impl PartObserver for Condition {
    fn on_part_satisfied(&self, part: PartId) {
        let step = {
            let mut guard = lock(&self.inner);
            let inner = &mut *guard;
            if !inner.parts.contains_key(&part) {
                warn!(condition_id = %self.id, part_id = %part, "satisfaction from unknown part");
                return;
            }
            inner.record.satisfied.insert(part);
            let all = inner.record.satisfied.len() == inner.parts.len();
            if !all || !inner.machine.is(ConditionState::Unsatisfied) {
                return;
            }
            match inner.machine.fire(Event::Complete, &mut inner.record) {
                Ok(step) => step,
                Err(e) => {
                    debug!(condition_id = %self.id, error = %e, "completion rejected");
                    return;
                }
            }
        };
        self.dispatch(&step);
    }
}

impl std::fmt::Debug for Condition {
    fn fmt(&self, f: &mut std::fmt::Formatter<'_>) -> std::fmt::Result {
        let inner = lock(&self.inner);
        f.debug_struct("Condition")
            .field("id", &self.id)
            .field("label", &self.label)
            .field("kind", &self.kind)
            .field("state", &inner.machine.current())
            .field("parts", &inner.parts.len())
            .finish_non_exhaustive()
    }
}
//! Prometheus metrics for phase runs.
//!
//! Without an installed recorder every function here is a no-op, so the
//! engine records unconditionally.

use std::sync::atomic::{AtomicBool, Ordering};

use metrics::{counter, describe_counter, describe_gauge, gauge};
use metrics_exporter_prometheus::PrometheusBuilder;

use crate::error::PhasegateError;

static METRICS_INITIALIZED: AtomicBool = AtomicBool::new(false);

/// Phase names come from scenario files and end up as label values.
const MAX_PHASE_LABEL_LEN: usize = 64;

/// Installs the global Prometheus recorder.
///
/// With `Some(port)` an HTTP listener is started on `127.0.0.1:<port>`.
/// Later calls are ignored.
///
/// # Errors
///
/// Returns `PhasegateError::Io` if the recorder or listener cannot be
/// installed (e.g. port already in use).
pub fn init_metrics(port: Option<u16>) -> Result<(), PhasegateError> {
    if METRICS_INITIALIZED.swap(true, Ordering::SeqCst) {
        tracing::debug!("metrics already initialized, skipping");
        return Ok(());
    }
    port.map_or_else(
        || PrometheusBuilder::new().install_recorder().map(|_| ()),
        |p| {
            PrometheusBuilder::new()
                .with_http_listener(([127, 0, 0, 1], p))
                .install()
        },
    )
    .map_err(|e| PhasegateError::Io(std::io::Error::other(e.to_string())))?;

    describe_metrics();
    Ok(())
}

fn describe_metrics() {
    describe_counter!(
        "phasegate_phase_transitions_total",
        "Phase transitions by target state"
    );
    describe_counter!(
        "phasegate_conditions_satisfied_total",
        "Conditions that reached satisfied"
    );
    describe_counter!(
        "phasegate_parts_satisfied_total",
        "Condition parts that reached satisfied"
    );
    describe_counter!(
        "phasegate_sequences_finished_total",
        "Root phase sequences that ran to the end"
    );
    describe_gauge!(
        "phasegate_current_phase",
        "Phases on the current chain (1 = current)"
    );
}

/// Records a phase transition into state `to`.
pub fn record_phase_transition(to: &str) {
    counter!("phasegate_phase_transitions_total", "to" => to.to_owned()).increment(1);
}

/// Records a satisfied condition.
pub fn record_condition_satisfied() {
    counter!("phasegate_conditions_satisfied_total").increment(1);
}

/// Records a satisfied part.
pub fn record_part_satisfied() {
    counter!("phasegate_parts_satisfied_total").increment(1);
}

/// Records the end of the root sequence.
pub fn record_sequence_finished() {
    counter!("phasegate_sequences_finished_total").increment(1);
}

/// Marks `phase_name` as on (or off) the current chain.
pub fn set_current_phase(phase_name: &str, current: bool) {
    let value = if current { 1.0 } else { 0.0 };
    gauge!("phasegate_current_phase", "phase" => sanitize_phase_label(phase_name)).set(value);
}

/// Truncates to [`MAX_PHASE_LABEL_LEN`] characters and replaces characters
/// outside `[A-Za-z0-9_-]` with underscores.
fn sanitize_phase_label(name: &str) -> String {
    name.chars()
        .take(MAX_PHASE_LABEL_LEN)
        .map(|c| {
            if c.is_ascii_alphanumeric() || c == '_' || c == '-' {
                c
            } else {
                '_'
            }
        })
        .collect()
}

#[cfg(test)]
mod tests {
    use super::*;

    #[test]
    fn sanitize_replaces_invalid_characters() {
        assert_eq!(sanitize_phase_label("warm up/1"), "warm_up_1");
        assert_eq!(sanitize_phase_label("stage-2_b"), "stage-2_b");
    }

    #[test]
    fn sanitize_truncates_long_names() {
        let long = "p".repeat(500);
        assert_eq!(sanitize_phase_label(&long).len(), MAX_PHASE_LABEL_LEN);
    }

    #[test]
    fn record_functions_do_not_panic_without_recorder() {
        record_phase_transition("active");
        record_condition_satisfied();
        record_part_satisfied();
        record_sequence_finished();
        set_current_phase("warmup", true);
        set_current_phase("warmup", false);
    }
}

_TASK BRIEF:_ Line by line, check the listing above for the string "lock" and say how many lines have it, giving the number alone.

_THE COMPLETED TASK:_ 2